Feb 4, 2011, 1:21 PM | Article By: Njie Baldeh

Nuru Kane is a Senegalese musician born in the Dakar town of Madina.

He travelled to Europe in 2000 but had the chance of visiting Marrakech (Morocco), where he exchanged his based guitar-playing skills with Guimbiri, an Arab instrument similar to a guitar originated from the Guinawah people of ancient Sudan, in the hands of an old man in the Marrakech, who taught him how to play it.

Back to France, the Baay Faal Guinawah (BFG) is born to two Senegalese, a Malian, a Moroccan, an Algerian and French.

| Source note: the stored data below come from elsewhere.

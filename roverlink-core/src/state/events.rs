//! Events that trigger state transitions

use super::machine::FatalKind;

/// Events that can trigger state transitions
#[derive(Debug, Clone, Copy, PartialEq, Eq)]
#[cfg_attr(feature = "defmt", derive(defmt::Format))]
pub enum Event {
    /// Radio configured and input source up
    BootComplete,
    /// Unrecoverable failure
    Fatal(FatalKind),
}

impl Event {
    /// Check if this event indicates a failure
    pub fn is_fatal(&self) -> bool {
        matches!(self, Event::Fatal(_))
    }
}
//! Feedback over the debug log
//!
//! The transmit LED is driven by the command session itself; this surface
//! only reports what the operator would otherwise see on the display.

use defmt::*;
use roverlink_core::state::FatalKind;
use roverlink_core::traits::Feedback;
use roverlink_core::SessionOutcome;
use roverlink_protocol::ControlSet;

#[derive(Default)]
pub struct LogFeedback {
    last_controls: ControlSet,
}

impl LogFeedback {
    pub fn new() -> Self {
        Self {
            last_controls: ControlSet::empty(),
        }
    }
}

impl Feedback for LogFeedback {
    fn controls(&mut self, active: ControlSet) {
        if active == self.last_controls {
            return;
        }
        self.last_controls = active;
        for control in active.iter() {
            debug!("held: {=str}", control.name());
        }
    }

    fn outcome(&mut self, command: &str, outcome: &SessionOutcome) {
        match outcome {
            SessionOutcome::Replied(reply) => {
                debug!("{=str} -> {=str} ({} dBm)", command, reply.text(), reply.rssi());
            }
            SessionOutcome::NoReply => debug!("{=str} -> (no reply)", command),
            SessionOutcome::SendFailed(e) => warn!("{=str} not sent: {}", command, e),
        }
    }

    fn halted(&mut self, kind: FatalKind) {
        error!("halted: {}. Fix the fault and reset the board.", kind);
    }
}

The guimbiri, an electric kora with calabash and the Arab chore, as well as the Afro-Arab music of Nuru, sounded too revolutionary for the French producer. It was in England that the healing music, as he calls it, found his success.

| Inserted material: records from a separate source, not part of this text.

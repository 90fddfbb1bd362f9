//! Build script for roverlink-firmware
//!
//! - Sets up linker search paths for memory.x
//! - Validates controller.toml at compile time

use std::env;
use std::fs::{self, File};
use std::io::Write;
use std::path::{Path, PathBuf};

/// Keys accepted in each table, root first
const KNOWN_KEYS: [(&str, &[&str]); 5] = [
    ("", &["version", "board", "stats_interval_ticks"]),
    ("link", &["rover_id", "frequency_hz", "tx_power_dbm", "pa_boost"]),
    (
        "timing",
        &["settle_ms", "reply_timeout_ms", "tick_delay_ms", "reset_pulse_ms"],
    ),
    ("input", &["mode", "hold", "ping_command"]),
    ("pins", &["cs", "irq", "reset", "led"]),
];

fn main() {
    setup_linker();
    validate_config();
}

/// Set up linker search paths for memory.x
fn setup_linker() {
    let out_dir = PathBuf::from(env::var("OUT_DIR").unwrap());

    // Copy memory.x to the output directory
    let memory_x = include_bytes!("memory.x");
    let mut f = File::create(out_dir.join("memory.x")).unwrap();
    f.write_all(memory_x).unwrap();

    println!("cargo:rustc-link-search={}", out_dir.display());

    println!("cargo:rerun-if-changed=memory.x");
    println!("cargo:rerun-if-changed=build.rs");
}

/// Validate controller.toml at compile time
fn validate_config() {
    println!("cargo:rerun-if-changed=controller.toml");

    let config_path = Path::new("controller.toml");

    if !config_path.exists() {
        panic!(
            "\n\
            ╔══════════════════════════════════════════════════════════════════╗\n\
            ║  ERROR: controller.toml not found!                               ║\n\
            ║                                                                  ║\n\
            ║  The firmware embeds controller.toml at build time.              ║\n\
            ║  Please create one in the roverlink-firmware directory.          ║\n\
            ╚══════════════════════════════════════════════════════════════════╝\n"
        );
    }

    let config_content = match fs::read_to_string(config_path) {
        Ok(content) => content,
        Err(e) => {
            panic!(
                "\n\
                ╔══════════════════════════════════════════════════════════════════╗\n\
                ║  ERROR: Failed to read controller.toml                           ║\n\
                ║                                                                  ║\n\
                ║  Error: {:<56} ║\n\
                ╚══════════════════════════════════════════════════════════════════╝\n",
                e
            );
        }
    };

    // Syntax first, with the full TOML parser for good messages
    let config: toml::Value = match toml::from_str(&config_content) {
        Ok(value) => value,
        Err(e) => {
            let error_msg = e.to_string();
            panic!(
                "\n\
                ╔══════════════════════════════════════════════════════════════════╗\n\
                ║  ERROR: Invalid TOML syntax in controller.toml                   ║\n\
                ╠══════════════════════════════════════════════════════════════════╣\n\
                ║                                                                  ║\n\
                {}\n\
                ║                                                                  ║\n\
                ╚══════════════════════════════════════════════════════════════════╝\n",
                format_error_lines(&error_msg)
            );
        }
    };

    report("Unknown keys in controller.toml", check_known_keys(&config));

    // Then the same parser and checks the firmware runs at boot
    let parsed = match roverlink_core::config::parse_config(&config_content) {
        Ok(parsed) => parsed,
        Err(e) => {
            report(
                "controller.toml rejected by the firmware parser",
                vec![format!("line {}: {:?}", e.line, e.kind)],
            );
            return;
        }
    };
    if let Err(e) = parsed.validate() {
        report("Invalid controller configuration", vec![format!("{:?}", e)]);
    }

    println!("cargo:warning=controller.toml validated successfully");
}

/// Format error message lines with box drawing
fn format_error_lines(msg: &str) -> String {
    msg.lines()
        .map(|line| {
            let truncated = if line.len() > 64 {
                format!("{}...", &line[..61])
            } else {
                line.to_string()
            };
            format!("║  {:<64} ║", truncated)
        })
        .collect::<Vec<_>>()
        .join("\n")
}

/// Fail the build with a boxed list of errors
fn report(title: &str, errors: Vec<String>) {
    if errors.is_empty() {
        return;
    }
    panic!(
        "\n\
        ╔══════════════════════════════════════════════════════════════════╗\n\
        ║  ERROR: {:<56} ║\n\
        ╠══════════════════════════════════════════════════════════════════╣\n\
        {}\n\
        ╚══════════════════════════════════════════════════════════════════╝\n",
        title,
        errors
            .iter()
            .map(|e| format!("║  • {:<62} ║", e))
            .collect::<Vec<_>>()
            .join("\n")
    );
}

/// Every table and key must be one the firmware parser understands
fn check_known_keys(config: &toml::Value) -> Vec<String> {
    let mut errors = Vec::new();
    let Some(root) = config.as_table() else {
        return errors;
    };
    let root_keys = KNOWN_KEYS[0].1;

    for (key, value) in root {
        match value {
            toml::Value::Table(table) => {
                let known = KNOWN_KEYS[1..].iter().find(|(name, _)| *name == key.as_str());
                let Some((_, keys)) = known else {
                    errors.push(format!("unknown section [{}]", key));
                    continue;
                };
                for inner in table.keys() {
                    if !keys.contains(&inner.as_str()) {
                        errors.push(format!("[{}] unknown key '{}'", key, inner));
                    }
                }
            }
            _ if root_keys.contains(&key.as_str()) => {}
            _ => errors.push(format!("unknown key '{}'", key)),
        }
    }
    errors
}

BBC named his first album 'Sigil' in 2006. Nuru’s musical themes are peace and unity in Africa as one nation.

He sings in Wolof, Arabic, French, English and Fula, and praises Mame Cheikh Ibra Faal.

In his second album, 'No 1Bus' along with big African musical icons like Baba Maal, Nuru had the opportunity of getting the sponsor of a French African music promoter to make his first tour in Africa, in The Gambia where he performed with a strong rhythm and blues music that added more honour to his reputation at the Alliance Franco Gambienne on Kairaba Avenue recently.

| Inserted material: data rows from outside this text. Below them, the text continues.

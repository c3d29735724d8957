//! Register transport.
//!
//! The driver talks to the BMP280 exclusively through single-register transactions described by
//! the [`Bus`] trait. [`I2c`] and [`Spi`] adapt the `embedded-hal` 1.0 blocking traits; any other
//! transport (or a test double) can be plugged in by implementing [`Bus`].

use crate::error::Bmp280Error;
use crate::register::{Readable, Writable, MAX_REG_BYTES};
use embedded_hal::i2c::SevenBitAddress;

/// A register-addressed transport to a single BMP280.
///
/// Every call performs a live bus transaction. Implementations must not cache or retry.
pub trait Bus {
    type Error;

    /// Writes `[reg, value]` as a single transaction.
    fn write_register(&mut self, reg: u8, value: u8) -> Result<(), Self::Error>;

    /// Writes `[reg]` and reads back one byte.
    fn read_register(&mut self, reg: u8) -> Result<u8, Self::Error>;

    /// Reads `R::N` consecutive registers starting at `R::ADDR`, one transaction per byte, and
    /// decodes them.
    ///
    /// Addresses past `0xFF` wrap around to `0x00`.
    fn read<R: Readable>(&mut self) -> Result<R::Out, Bmp280Error<Self::Error>> {
        let mut buf = [0u8; MAX_REG_BYTES];
        for (offset, byte) in buf[..R::N].iter_mut().enumerate() {
            *byte = self
                .read_register(R::ADDR.wrapping_add(offset as u8))
                .map_err(Bmp280Error::Bus)?;
        }
        trace!("read {} byte(s) from {:#x}", R::N, R::ADDR);

        Ok(R::decode(&buf[..R::N]))
    }

    /// Encodes `v` and writes it to `W::ADDR`.
    fn write<W: Writable>(&mut self, v: &W::In) -> Result<(), Bmp280Error<Self::Error>> {
        let value = W::encode(v);
        trace!("write {:#x} to {:#x}", value, W::ADDR);

        self.write_register(W::ADDR, value).map_err(Bmp280Error::Bus)
    }
}

pub struct I2c<I2cType> {
    i2c: I2cType,
    address: SevenBitAddress,
}

impl<I2cType> I2c<I2cType>
where
    I2cType: embedded_hal::i2c::I2c,
{
    pub(crate) fn new(i2c: I2cType, address: SevenBitAddress) -> Self {
        Self { i2c, address }
    }

    /// The 7-bit device address this transport is bound to.
    pub fn address(&self) -> SevenBitAddress {
        self.address
    }

    /// Gives back the underlying I2C peripheral.
    pub fn release(self) -> I2cType {
        self.i2c
    }
}

impl<I2cType> Bus for I2c<I2cType>
where
    I2cType: embedded_hal::i2c::I2c,
{
    type Error = <I2cType as embedded_hal::i2c::ErrorType>::Error;

    fn write_register(&mut self, reg: u8, value: u8) -> Result<(), Self::Error> {
        self.i2c.write(self.address, &[reg, value])?;

        Ok(())
    }

    fn read_register(&mut self, reg: u8) -> Result<u8, Self::Error> {
        let mut data = [0u8; 1];
        self.i2c.write_read(self.address, &[reg], &mut data)?;

        Ok(data[0])
    }
}

pub struct Spi<SpiType> {
    spi: SpiType,
}

impl<SpiType> Spi<SpiType>
where
    SpiType: embedded_hal::spi::SpiDevice,
{
    // In SPI mode bit 7 of the control byte selects read (1) or write (0).
    const READ: u8 = 0x80;

    pub(crate) fn new(spi: SpiType) -> Self {
        Self { spi }
    }

    /// Gives back the underlying SPI device.
    pub fn release(self) -> SpiType {
        self.spi
    }
}

impl<SpiType> Bus for Spi<SpiType>
where
    SpiType: embedded_hal::spi::SpiDevice,
{
    type Error = <SpiType as embedded_hal::spi::ErrorType>::Error;

    fn write_register(&mut self, reg: u8, value: u8) -> Result<(), Self::Error> {
        self.spi.write(&[reg & !Self::READ, value])?;

        Ok(())
    }

    fn read_register(&mut self, reg: u8) -> Result<u8, Self::Error> {
        use embedded_hal::spi::Operation;

        let mut data = [0u8; 1];
        self.spi.transaction(
            &mut [Operation::Write(&[reg | Self::READ]), Operation::Read(&mut data)],
        )?;

        Ok(data[0])
    }
}

#[cfg(test)]
mod tests {
    use super::*;
    use embedded_hal_mock::eh1::i2c::{Mock as I2cMock, Transaction as I2cTransaction};
    use embedded_hal_mock::eh1::spi::{Mock as SpiMock, Transaction as SpiTransaction};

    #[test]
    fn i2c_read_register() {
        let mock = I2cMock::new(&[I2cTransaction::write_read(0x76, vec![0xD0], vec![0x58])]);
        let mut bus = I2c::new(mock, 0x76);

        assert_eq!(0x58, bus.read_register(0xD0).unwrap());

        bus.release().done();
    }

    #[test]
    fn i2c_write_register() {
        let mock = I2cMock::new(&[I2cTransaction::write(0x77, vec![0xE0, 0xB6])]);
        let mut bus = I2c::new(mock, 0x77);

        bus.write_register(0xE0, 0xB6).unwrap();

        bus.release().done();
    }

    #[test]
    fn i2c_error_is_propagated() {
        use embedded_hal::i2c::ErrorKind;

        let mock = I2cMock::new(&[
            I2cTransaction::write_read(0x76, vec![0xF3], vec![0x00]).with_error(ErrorKind::Other)
        ]);
        let mut bus = I2c::new(mock, 0x76);

        assert_eq!(Err(ErrorKind::Other), bus.read_register(0xF3));

        bus.release().done();
    }

    #[test]
    fn spi_read_register() {
        let mock = SpiMock::new(&[
            SpiTransaction::transaction_start(),
            SpiTransaction::write_vec(vec![0xD0]),
            SpiTransaction::read_vec(vec![0x58]),
            SpiTransaction::transaction_end(),
        ]);
        let mut bus = Spi::new(mock);

        assert_eq!(0x58, bus.read_register(0xD0).unwrap());

        bus.release().done();
    }

    #[test]
    fn typed_read_spans_consecutive_registers() {
        use crate::register::data::TemperatureData;

        let mock = I2cMock::new(&[
            I2cTransaction::write_read(0x76, vec![0xFA], vec![0x7E]),
            I2cTransaction::write_read(0x76, vec![0xFB], vec![0xED]),
            I2cTransaction::write_read(0x76, vec![0xFC], vec![0x00]),
        ]);
        let mut bus = I2c::new(mock, 0x76);

        assert_eq!(519888, bus.read::<TemperatureData>().unwrap());

        bus.release().done();
    }

    #[test]
    fn typed_read_wraps_around_the_address_space() {
        use crate::register::Reg;

        struct LastTwo;
        impl Reg for LastTwo { const ADDR: u8 = 0xFF; }
        impl Readable for LastTwo {
            type Out = [u8; 2];
            const N: usize = 2;
            fn decode(b: &[u8]) -> Self::Out {
                [b[0], b[1]]
            }
        }

        let mock = I2cMock::new(&[
            I2cTransaction::write_read(0x76, vec![0xFF], vec![0xAA]),
            I2cTransaction::write_read(0x76, vec![0x00], vec![0x55]),
        ]);
        let mut bus = I2c::new(mock, 0x76);

        assert_eq!([0xAA, 0x55], bus.read::<LastTwo>().unwrap());

        bus.release().done();
    }

    #[test]
    fn typed_read_wraps_bus_errors() {
        use crate::register::chip_id::ChipId;
        use embedded_hal::i2c::ErrorKind;

        let mock = I2cMock::new(&[
            I2cTransaction::write_read(0x76, vec![0xD0], vec![0x00]).with_error(ErrorKind::Other)
        ]);
        let mut bus = I2c::new(mock, 0x76);

        assert_eq!(Err(Bmp280Error::Bus(ErrorKind::Other)), bus.read::<ChipId>());

        bus.release().done();
    }

    #[test]
    fn spi_write_register() {
        let mock = SpiMock::new(&[
            SpiTransaction::transaction_start(),
            SpiTransaction::write_vec(vec![0x74, 0x27]),
            SpiTransaction::transaction_end(),
        ]);
        let mut bus = Spi::new(mock);

        bus.write_register(0xF4, 0x27).unwrap();

        bus.release().done();
    }
}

From The Gambia, the Senegalese musician will travel to Kaolack, St Louis, Dakar and Zinguinchor before going back to Paris.

Nuru and the Baay Faal guinawah are preparing for a third album with a gypsy group in April 2011 and a tour in Pakistan.

Nuru’s plan and project is to continue researching on redeems around the world with a patched work of traditional African instruments, following the steps of his role model Ali Farka Toure, the African bluesman.